■ WHAT YOU HAVE TO DO:
Exactly the lines from the start of the data below through the line containing "of the draft." must be returned, and no others.

■ Stored items:
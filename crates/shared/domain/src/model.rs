//! Product models and their SUPER-BOM option catalog.
//!
//! A [`ModelDraft`] is the editable payload; a [`Model`] is the persisted entity that
//! adds identity, variants and server-computed aggregates on top of the draft.

use crate::classification::{Gender, LacingType, MaterialGroup, ModelCategory, ModelType, Season};
use crate::families::OptionFamily;
use crate::material::MaterialReference;
use crate::reference::ReferenceItem;
use crate::variant::ModelVariant;
use chrono::{DateTime, Utc};
use serde::{Deserialize, Serialize};
use std::ops::{Deref, DerefMut};

/// Common surface of the four selectable option families.
pub trait OptionEntry {
    const FAMILY: OptionFamily;

    /// Stable id; empty while the entry has not been assigned one yet.
    fn id(&self) -> &str;
    fn name(&self) -> &str;
    fn is_default(&self) -> bool;
    fn is_active(&self) -> bool;
}

/// Looks up an entry by id.
pub fn find_entry<'a, T: OptionEntry>(entries: &'a [T], id: &str) -> Option<&'a T> {
    entries.iter().find(|entry| !entry.id().is_empty() && entry.id() == id)
}

/// First entry flagged as default.
pub fn default_entry<T: OptionEntry>(entries: &[T]) -> Option<&T> {
    entries.iter().find(|entry| entry.is_default())
}

macro_rules! option_entry {
    ($ty:ty, $family:expr, active: $active:expr) => {
        impl OptionEntry for $ty {
            const FAMILY: OptionFamily = $family;

            fn id(&self) -> &str {
                &self.id
            }

            fn name(&self) -> &str {
                &self.name
            }

            fn is_default(&self) -> bool {
                self.is_default
            }

            fn is_active(&self) -> bool {
                let active: fn(&Self) -> bool = $active;
                active(self)
            }
        }
    };
}

#[derive(Debug, Clone, Default, PartialEq, Serialize, Deserialize)]
#[serde(rename_all = "camelCase")]
pub struct PerforationOption {
    #[serde(default, skip_serializing_if = "String::is_empty")]
    pub id: String,
    pub name: String,
    #[serde(default, skip_serializing_if = "Option::is_none")]
    pub code: Option<String>,
    #[serde(default, skip_serializing_if = "Option::is_none")]
    pub description: Option<String>,
    #[serde(default, skip_serializing_if = "Option::is_none")]
    pub preview_image: Option<String>,
    #[serde(default)]
    pub is_default: bool,
    pub is_active: bool,
}

#[derive(Debug, Clone, Default, PartialEq, Serialize, Deserialize)]
#[serde(rename_all = "camelCase")]
pub struct InsoleOption {
    #[serde(default, skip_serializing_if = "String::is_empty")]
    pub id: String,
    pub name: String,
    /// Free-text material description, not a material reference.
    #[serde(default, skip_serializing_if = "Option::is_none")]
    pub material: Option<String>,
    #[serde(default, skip_serializing_if = "Option::is_none")]
    pub seasonality: Option<Season>,
    #[serde(default, skip_serializing_if = "Option::is_none")]
    pub thickness_mm: Option<f64>,
    #[serde(default)]
    pub is_default: bool,
    pub is_active: bool,
}

/// One slot of a hardware set (eyelets, laces, zipper...).
#[derive(Debug, Clone, Default, PartialEq, Serialize, Deserialize)]
#[serde(rename_all = "camelCase")]
pub struct HardwareItemOption {
    #[serde(default, skip_serializing_if = "String::is_empty")]
    pub id: String,
    pub name: String,
    pub material_group: MaterialGroup,
    #[serde(default)]
    pub compatible_materials: Vec<MaterialReference>,
    /// The concrete material is picked when the order is placed.
    #[serde(default)]
    pub requires_exact_selection: bool,
    #[serde(default, skip_serializing_if = "Option::is_none")]
    pub notes: Option<String>,
}

#[derive(Debug, Clone, Default, PartialEq, Serialize, Deserialize)]
#[serde(rename_all = "camelCase")]
pub struct HardwareSet {
    #[serde(default, skip_serializing_if = "String::is_empty")]
    pub id: String,
    pub name: String,
    #[serde(default, skip_serializing_if = "Option::is_none")]
    pub description: Option<String>,
    #[serde(default)]
    pub items: Vec<HardwareItemOption>,
    #[serde(default)]
    pub is_default: bool,
    pub is_active: bool,
}

/// Configurable options of one model.
#[derive(Debug, Clone, Default, PartialEq, Serialize, Deserialize)]
#[serde(rename_all = "camelCase")]
pub struct SuperBom {
    #[serde(default)]
    pub perforation_options: Vec<PerforationOption>,
    #[serde(default)]
    pub insole_options: Vec<InsoleOption>,
    #[serde(default)]
    pub hardware_sets: Vec<HardwareSet>,
}

/// One material flow of the bill of materials: a cutting part cut from a material.
#[derive(Debug, Clone, Default, PartialEq, Serialize, Deserialize)]
#[serde(rename_all = "camelCase")]
pub struct CuttingPartUsage {
    #[serde(default, skip_serializing_if = "String::is_empty")]
    pub id: String,
    pub part: ReferenceItem,
    pub material: MaterialReference,
    pub quantity: u8,
    #[serde(default, skip_serializing_if = "Option::is_none")]
    pub consumption_per_pair: Option<f64>,
    #[serde(default, skip_serializing_if = "Option::is_none")]
    pub labor_cost: Option<f64>,
    #[serde(default, skip_serializing_if = "Option::is_none")]
    pub notes: Option<String>,
}

#[derive(Debug, Clone, Default, PartialEq, Serialize, Deserialize)]
#[serde(rename_all = "camelCase")]
pub struct SoleOption {
    #[serde(default, skip_serializing_if = "String::is_empty")]
    pub id: String,
    pub name: String,
    pub material: MaterialReference,
    pub size_min: u8,
    pub size_max: u8,
    #[serde(default)]
    pub is_default: bool,
    #[serde(default, skip_serializing_if = "Option::is_none")]
    pub color: Option<String>,
    #[serde(default, skip_serializing_if = "Option::is_none")]
    pub notes: Option<String>,
}

impl SoleOption {
    #[must_use]
    pub const fn covers(&self, size: u8) -> bool {
        self.size_min <= size && size <= self.size_max
    }
}

option_entry!(PerforationOption, OptionFamily::Perforation, active: |o| o.is_active);
option_entry!(InsoleOption, OptionFamily::Insole, active: |o| o.is_active);
option_entry!(HardwareSet, OptionFamily::HardwareSet, active: |o| o.is_active);
// Sole options carry no activity flag; they are selectable while they exist.
option_entry!(SoleOption, OptionFamily::Sole, active: |_| true);

#[derive(Debug, Clone, PartialEq, Serialize, Deserialize)]
#[serde(rename_all = "camelCase")]
pub struct Attachment {
    pub id: String,
    pub file_name: String,
    pub file_type: String,
    pub url: String,
    pub uploaded_at: DateTime<Utc>,
}

/// Editable model payload.
#[derive(Debug, Clone, Default, PartialEq, Serialize, Deserialize)]
#[serde(rename_all = "camelCase")]
pub struct ModelDraft {
    pub name: String,
    pub article: String,
    pub gender: Gender,
    pub model_type: ModelType,
    pub category: ModelCategory,
    #[serde(default, skip_serializing_if = "Option::is_none")]
    pub collection: Option<String>,
    #[serde(default, skip_serializing_if = "Option::is_none")]
    pub season: Option<Season>,
    #[serde(default, skip_serializing_if = "Option::is_none")]
    pub last_code: Option<String>,
    #[serde(default, skip_serializing_if = "Option::is_none")]
    pub last_type: Option<String>,
    pub size_min: u8,
    pub size_max: u8,
    #[serde(default, skip_serializing_if = "Option::is_none")]
    pub lacing_type: Option<LacingType>,
    #[serde(default, skip_serializing_if = "Option::is_none")]
    pub default_sole_option_id: Option<String>,
    pub is_active: bool,
    pub retail_price: f64,
    pub wholesale_price: f64,
    #[serde(default, skip_serializing_if = "Option::is_none")]
    pub material_cost: Option<f64>,
    #[serde(default, skip_serializing_if = "Option::is_none")]
    pub labor_cost: Option<f64>,
    #[serde(default, skip_serializing_if = "Option::is_none")]
    pub overhead_cost: Option<f64>,
    #[serde(default, skip_serializing_if = "Option::is_none")]
    pub description: Option<String>,
    #[serde(default)]
    pub super_bom: SuperBom,
    #[serde(default)]
    pub cutting_parts: Vec<CuttingPartUsage>,
    #[serde(default)]
    pub sole_options: Vec<SoleOption>,
    #[serde(default, skip_serializing_if = "Option::is_none")]
    pub notes: Option<String>,
    #[serde(default, skip_serializing_if = "Vec::is_empty")]
    pub attachments: Vec<Attachment>,
}

impl ModelDraft {
    /// Default sole option: the flagged entry, else the one named by `defaultSoleOptionId`.
    #[must_use]
    pub fn default_sole(&self) -> Option<&SoleOption> {
        default_entry(&self.sole_options).or_else(|| {
            self.default_sole_option_id
                .as_deref()
                .and_then(|id| find_entry(&self.sole_options, id))
        })
    }
}

#[derive(Debug, Clone, PartialEq, Serialize, Deserialize)]
#[serde(untagged)]
pub enum KpiValue {
    Number(f64),
    Text(String),
}

#[derive(Debug, Clone, Copy, PartialEq, Eq, Serialize, Deserialize)]
#[serde(rename_all = "lowercase")]
pub enum KpiTrend {
    Up,
    Down,
    Neutral,
}

/// Server-computed indicator shown on the model card.
#[derive(Debug, Clone, PartialEq, Serialize, Deserialize)]
#[serde(rename_all = "camelCase")]
pub struct KpiBlock {
    pub title: String,
    pub value: KpiValue,
    #[serde(default, skip_serializing_if = "Option::is_none")]
    pub trend: Option<KpiTrend>,
    #[serde(default, skip_serializing_if = "Option::is_none")]
    pub helper_text: Option<String>,
}

/// A persisted product model.
#[derive(Debug, Clone, PartialEq, Serialize, Deserialize)]
#[serde(rename_all = "camelCase")]
pub struct Model {
    pub id: String,
    pub uuid: String,
    #[serde(flatten)]
    pub draft: ModelDraft,
    #[serde(default)]
    pub variants: Vec<ModelVariant>,
    pub created_at: DateTime<Utc>,
    pub updated_at: DateTime<Utc>,
    #[serde(default, skip_serializing_if = "Vec::is_empty")]
    pub kpis: Vec<KpiBlock>,
}

impl Model {
    #[must_use]
    pub fn variant(&self, id: &str) -> Option<&ModelVariant> {
        self.variants.iter().find(|variant| variant.id == id)
    }

    #[must_use]
    pub fn default_variant(&self) -> Option<&ModelVariant> {
        self.variants.iter().find(|variant| variant.is_default)
    }
}

impl Deref for Model {
    type Target = ModelDraft;

    fn deref(&self) -> &Self::Target {
        &self.draft
    }
}

impl DerefMut for Model {
    fn deref_mut(&mut self) -> &mut ModelDraft {
        &mut self.draft
    }
}

#[cfg(test)]
mod tests {
    use super::*;

    fn sole(id: &str, is_default: bool) -> SoleOption {
        SoleOption {
            id: id.to_owned(),
            name: id.to_owned(),
            size_min: 35,
            size_max: 46,
            is_default,
            ..SoleOption::default()
        }
    }

    #[test]
    fn flagged_sole_wins_over_named_default() {
        let draft = ModelDraft {
            sole_options: vec![sole("sole-a", false), sole("sole-b", true)],
            default_sole_option_id: Some("sole-a".to_owned()),
            ..ModelDraft::default()
        };
        assert_eq!(draft.default_sole().map(|s| s.id.as_str()), Some("sole-b"));
    }

    #[test]
    fn named_default_sole_is_used_without_flag() {
        let draft = ModelDraft {
            sole_options: vec![sole("sole-a", false), sole("sole-b", false)],
            default_sole_option_id: Some("sole-b".to_owned()),
            ..ModelDraft::default()
        };
        assert_eq!(draft.default_sole().map(|s| s.id.as_str()), Some("sole-b"));
    }

    #[test]
    fn entries_without_id_are_never_found() {
        let options = vec![PerforationOption { name: "x".into(), ..Default::default() }];
        assert!(find_entry(&options, "").is_none());
    }

    #[test]
    fn kpi_value_accepts_numbers_and_text() {
        let block: KpiBlock =
            serde_json::from_str(r#"{"title":"Orders","value":12,"trend":"up"}"#).unwrap();
        assert_eq!(block.value, KpiValue::Number(12.0));
        let block: KpiBlock = serde_json::from_str(r#"{"title":"Top","value":"SPORT"}"#).unwrap();
        assert_eq!(block.value, KpiValue::Text("SPORT".into()));
    }
}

■ WRITTEN ANSWER:
filename crates/shared/domain/src/model.rs
//! Product models and their SUPER-BOM option catalog.
//!
//! A [`ModelDraft`] is the editable payload; a [`Model`] is the persisted entity that
//! adds identity, variants and server-computed aggregates on top of the draft.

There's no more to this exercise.